Systemic duloxetine blocks MIA-induced weight asymmetry and ongoing pain
Consistent with previous observations 26, administration of high dose MIA into the intra-articular space of the knee joint produces weight asymmetry within 14 days of administration (Figure 3A, *p<0.05 vs BL). Administration of duloxetine (30 mg/kg, i.p.) blocked MIA-induced weight asymmetry within 30 min, and weight asymmetry values returned to pre-duloxetine values between 90 and 120 min (Figure 3A, #p<0.05 vs D14). Equivolume saline (i.p.) failed to block the MIA-induced weight asymmetry.
Figure 3. Systemic duloxetine blocks MIA-induced weight asymmetry and ongoing pain.

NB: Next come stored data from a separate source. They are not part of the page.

//! HTTP server assembly.
//!
//! Everything under `/api` sits behind the Basic-auth gate; `/health*` and
//! `/metrics` are open for probes and scrapers. Cached listing bodies are
//! streamed as-is, so compression is applied at this layer only.

use std::net::SocketAddr;

use anyhow::{Context, Result};
use axum::Router;
use axum::routing::{get, patch, post};
use tokio::net::TcpListener;
use tower_http::compression::CompressionLayer;
use tower_http::timeout::TimeoutLayer;

use super::auth::{AuthState, basic_auth};
use super::middleware::track_requests;
use super::routes::{self, ApiState};
use crate::core::ShutdownService;
use crate::core::config::ServerConfig;

pub struct ApiServer {
    config: ServerConfig,
    state: ApiState,
    auth_state: AuthState,
    shutdown: ShutdownService,
}

impl ApiServer {
    pub fn new(
        config: ServerConfig,
        state: ApiState,
        auth_state: AuthState,
        shutdown: ShutdownService,
    ) -> Self {
        Self {
            config,
            state,
            auth_state,
            shutdown,
        }
    }

    pub fn router(&self) -> Router {
        let api = Router::new()
            .route(
                "/events",
                get(routes::events::list_events).post(routes::events::create_event),
            )
            .route(
                "/bookings",
                post(routes::bookings::create_booking).get(routes::bookings::list_bookings),
            )
            .route(
                "/bookings/initiatePayment",
                patch(routes::bookings::initiate_payment),
            )
            .route("/bookings/cancel", patch(routes::bookings::cancel_booking))
            .route("/seats", get(routes::seats::list_seats))
            .route("/seats/select", patch(routes::seats::select_seat))
            .route("/seats/release", patch(routes::seats::release_seat))
            .route("/payments/success", get(routes::payments::payment_success))
            .route("/payments/fail", get(routes::payments::payment_fail))
            .route(
                "/payments/notifications",
                post(routes::payments::payment_notifications),
            )
            .route("/reset", post(routes::reset::reset))
            .layer(axum::middleware::from_fn_with_state(
                self.auth_state.clone(),
                basic_auth,
            ))
            .with_state(self.state.clone());

        let probes = Router::new()
            .route("/health", get(routes::health::health))
            .route("/health/db", get(routes::health::health_db))
            .route("/health/search", get(routes::health::health_search))
            .route("/metrics", get(routes::health::metrics_endpoint))
            .with_state(self.state.clone());

        Router::new()
            .nest("/api", api)
            .merge(probes)
            .layer(axum::middleware::from_fn(track_requests))
            .layer(TimeoutLayer::new(self.config.request_timeout))
            .layer(CompressionLayer::new())
    }

    /// Bind and serve until shutdown is triggered
    pub async fn start(self) -> Result<()> {
        let addr: SocketAddr = format!("{}:{}", self.config.host, self.config.port)
            .parse()
            .with_context(|| {
                format!(
                    "Invalid listen address {}:{}",
                    self.config.host, self.config.port
                )
            })?;

        let listener = TcpListener::bind(addr)
            .await
            .with_context(|| format!("Failed to bind {addr}"))?;

        tracing::info!(addr = %addr, "HTTP server listening");

        let wait = self.shutdown.wait();
        axum::serve(listener, self.router())
            .with_graceful_shutdown(wait)
            .await
            .context("HTTP server error")?;

        tracing::info!("HTTP server stopped");
        Ok(())
    }
}
//! PostgreSQL schema definition.
//!
//! A single relational schema holds the authoritative state. Seat ids are
//! TEXT because the external event's seats carry provider-assigned ids that
//! are not guaranteed to be UUIDs.

/// Current schema version
pub const SCHEMA_VERSION: i32 = 1;

/// Initial schema
pub const SCHEMA: &str = r#"
CREATE TABLE IF NOT EXISTS schema_version (
    id INTEGER PRIMARY KEY,
    version INTEGER NOT NULL,
    applied_at BIGINT NOT NULL,
    description TEXT
);

CREATE TABLE IF NOT EXISTS schema_migrations (
    version INTEGER PRIMARY KEY,
    name TEXT NOT NULL,
    applied_at BIGINT NOT NULL,
    execution_time_ms BIGINT NOT NULL,
    success BOOLEAN NOT NULL
);

CREATE TABLE IF NOT EXISTS users (
    user_id BIGSERIAL PRIMARY KEY,
    email VARCHAR(255) UNIQUE NOT NULL,
    password_hash VARCHAR(64) NOT NULL,
    password_plain VARCHAR(255),
    first_name VARCHAR(255) NOT NULL DEFAULT '',
    surname VARCHAR(255) NOT NULL DEFAULT '',
    birthday DATE,
    registered_at TIMESTAMPTZ NOT NULL DEFAULT NOW(),
    is_active BOOLEAN NOT NULL DEFAULT TRUE,
    last_logged_in TIMESTAMPTZ NOT NULL DEFAULT NOW()
);

CREATE TABLE IF NOT EXISTS events_archive (
    id BIGSERIAL PRIMARY KEY,
    title VARCHAR(255) NOT NULL,
    description TEXT,
    type VARCHAR(64) NOT NULL,
    datetime_start TIMESTAMPTZ NOT NULL,
    provider VARCHAR(255) NOT NULL DEFAULT '',
    external BOOLEAN NOT NULL DEFAULT FALSE,
    total_seats INTEGER NOT NULL DEFAULT 0
);

CREATE TABLE IF NOT EXISTS seats (
    id TEXT PRIMARY KEY,
    event_id BIGINT NOT NULL REFERENCES events_archive(id) ON DELETE CASCADE,
    row_number INTEGER NOT NULL CHECK (row_number >= 1),
    seat_number INTEGER NOT NULL CHECK (seat_number >= 1),
    status VARCHAR(16) NOT NULL DEFAULT 'FREE',
    price BIGINT CHECK (price IS NULL OR price >= 0),
    created_at TIMESTAMPTZ NOT NULL DEFAULT NOW(),
    updated_at TIMESTAMPTZ NOT NULL DEFAULT NOW(),
    UNIQUE (event_id, row_number, seat_number),
    CHECK (status IN ('FREE', 'RESERVED', 'SOLD'))
);

CREATE INDEX IF NOT EXISTS seats_event_order_idx
    ON seats (event_id, row_number, seat_number);
CREATE INDEX IF NOT EXISTS seats_event_status_idx
    ON seats (event_id, status);

CREATE TABLE IF NOT EXISTS bookings (
    id BIGSERIAL PRIMARY KEY,
    event_id BIGINT NOT NULL REFERENCES events_archive(id) ON DELETE CASCADE,
    user_id BIGINT REFERENCES users(user_id),
    status VARCHAR(16) NOT NULL DEFAULT 'CREATED',
    payment_status VARCHAR(16) NOT NULL DEFAULT 'PENDING',
    total_amount VARCHAR(32),
    payment_id VARCHAR(255),
    order_id VARCHAR(255),
    created_at TIMESTAMPTZ NOT NULL DEFAULT NOW(),
    updated_at TIMESTAMPTZ NOT NULL DEFAULT NOW(),
    CHECK (status IN ('CREATED', 'CONFIRMED', 'CANCELLED', 'EXPIRED')),
    CHECK (payment_status IN ('PENDING', 'INITIATED', 'COMPLETED', 'FAILED', 'CANCELLED'))
);

CREATE INDEX IF NOT EXISTS bookings_user_created_idx
    ON bookings (user_id, created_at DESC);
CREATE INDEX IF NOT EXISTS bookings_payment_id_idx
    ON bookings (payment_id);
CREATE INDEX IF NOT EXISTS bookings_expiration_idx
    ON bookings (created_at)
    WHERE status = 'CREATED' AND payment_status = 'PENDING';

CREATE TABLE IF NOT EXISTS booking_seats (
    id BIGSERIAL PRIMARY KEY,
    booking_id BIGINT NOT NULL REFERENCES bookings(id) ON DELETE CASCADE,
    seat_id TEXT NOT NULL REFERENCES seats(id) ON DELETE CASCADE,
    reserved_at TIMESTAMPTZ NOT NULL DEFAULT NOW(),
    UNIQUE (booking_id, seat_id)
);

CREATE INDEX IF NOT EXISTS booking_seats_seat_idx ON booking_seats (seat_id);
"#;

A) Intra-articular MIA (4.8 mg/60 μl) produced weight asymmetry within 14 days of administration. Systemic duloxetine (30 mg/kg, i.p.) blocked MIA-induced weight asymmetry. Systemic saline failed to block the MIA-induced weight asymmetry. *p<0.05 vs Pre-MIA, #p<0.05 vs D14 (pre-duloxetine), n=9-19. B) Pre- and post-conditioning time spent in the intra-articular lidocaine paired chamber demonstrates that 4.8 mg MIA treated rats that received systemic saline 30 min prior to intra-articular lidocaine, increased time spent in the lidocaine paired chamber, *p<0.05 vs pre-conditioning. Systemic duloxetine (30 mg/kg, i.p.) blocked post-conditioning increase in the intra-articular lidocaine paired chamber. Rats treated with intra-articular saline failed to demonstrate increased time spent in the lidocaine-paired chamber irrespective of systemic (i.p.) saline or duloxetine treatment. n= 9 (intra-articular saline) and 17-19 (intra-articular MIA). C) Difference scores demonstrate that intra-articular lidocaine produced CPP in MIA (4.8 mg) treated rats that had been treated with saline (i.p.) 30 min prior to intra-articular lidocaine. Duloxetine (30 mg/kg, i.p.) blocked intra-articular lidocaine-induced CPP. *p<0.05 vs saline/saline controls. All graphs are mean ± SEM.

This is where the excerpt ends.